Jakarta, Beritasatu.com – Pemerintah Indonesia, melalui Ida Fauzia, mengamati optimisme bahwa ia dapat mengurangi tingkat pengangguran pada tahun 2025, mencapai target dalam kisaran 4,5-5%. Pada tahun 2024. Bidang
Read More : Marak Judi Online, DPR Usulkan Lembaga Khusus untuk Awasi Media Sosial
Menurut IDA, lowongan lowongan telah meningkat, dan beberapa jenis pekerjaan akan hilang, tetapi juga dengan munculnya jenis pekerjaan baru.
“Ini optimis, karena kita melihat tren (pengangguran) lebih sering,” kata Ida di Jakarta, pada hari Rabu (08/28/2024).
Dia mengatakan bahwa perasaan optimisme didasarkan pada fakta bahwa tingkat pengangguran terbuka Indonesia (TPT) terus menurun dalam beberapa tahun terakhir.

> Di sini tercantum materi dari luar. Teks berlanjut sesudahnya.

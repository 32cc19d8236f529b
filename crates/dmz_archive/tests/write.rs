use std::fs::File;

use dmz_archive::write::ContainerWriterOptions;
use dmz_archive::{CompressionMethod, Container, ContainerFile, CHECKSUM_FILE};
use miette::{IntoDiagnostic, Result};
use pretty_assertions::assert_eq;
use tracing::info;
use tracing_test::traced_test;

fn fixture() -> Result<Container> {
    let path = format!("{}/resources/simple.dmz", env!("CARGO_MANIFEST_DIR"));
    let file = File::open(&path).into_diagnostic()?;
    Ok(Container::read(file, "simple.dmz")?)
}

#[traced_test]
#[test]
fn rewrite_fixture() -> Result<()> {
    let input = fixture()?;

    for compression in [CompressionMethod::Stored, CompressionMethod::Deflated] {
        info!("writing with {compression:?}");

        let options = ContainerWriterOptions::builder()
            .compression(compression)
            .build();
        let bytes = input
            .write(std::io::Cursor::new(Vec::new()), options)?
            .into_inner();
        let output = Container::from_bytes(&bytes, "simple.dmz")?;

        let mut expected = input.clone();
        expected.remove(CHECKSUM_FILE);

        assert_eq!(
            output.file_names().collect::<Vec<_>>(),
            expected.file_names().collect::<Vec<_>>()
        );
        assert_eq!(output, expected);
        assert!(output.verify_checksums()?.is_none());
    }

    Ok(())
}

#[test]
fn replaced_content_is_written() -> Result<()> {
    let mut container = fixture()?;
    container.replace_data(
        "Config/TimecodeShows.xml",
        br#"<TreeItem Name="TimecodeShows"><TreeItem Name="TimecodeShow" /></TreeItem>"#.to_vec(),
    )?;
    container.insert(ContainerFile::new("Config/Sounds/outro.mp3", vec![1u8; 64]));

    let output = Container::from_bytes(&container.to_bytes()?, "simple.dmz")?;

    assert_eq!(
        output.by_name("Config/TimecodeShows.xml")?.data(),
        container.by_name("Config/TimecodeShows.xml")?.data()
    );
    assert_eq!(output.file_names().last(), Some("Config/Sounds/outro.mp3"));

    Ok(())
}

Data dari Badan Statistik Pusat (BPS) menunjukkan bahwa TPT telah mencapai 7,07 persen dari Agustus 2020, kemudian turun menjadi 6,26% pada Februari 2021.
TPT nasional berkurang lagi pada Februari 2022 ketika terdaftar sebesar 5,83%, pada Februari 2023 sebesar 5,83% dan kembali ke level 4,82% pada Februari 2024.
Read More : PDIP Tidak Undang Jokowi dan Ma’ruf Amin di Rakernas
“Imagine that in 2020 we were 4.8% from -7%, and it was an extraordinary achievement. This trend fell because according to a demographic bonus, we were many people of productive age, home and foreign jobs that we were so open That we Apakah Ida Ida berkata, “Kami akan menjadi pengusaha baru.”
Sebelumnya, dalam pidato tentang kinerja RUU dengan anggaran negara untuk tahun 2025 dan pidato tentang kinerja catatan keuangan pada 16 Agustus, Presiden Joko Widodo ditujukan untuk tingkat pengangguran, yang akan dikurangi menjadi kisaran 4,5-5% . Tahun -tahun pertama selamat dari penurunan dalam beberapa tahun terakhir.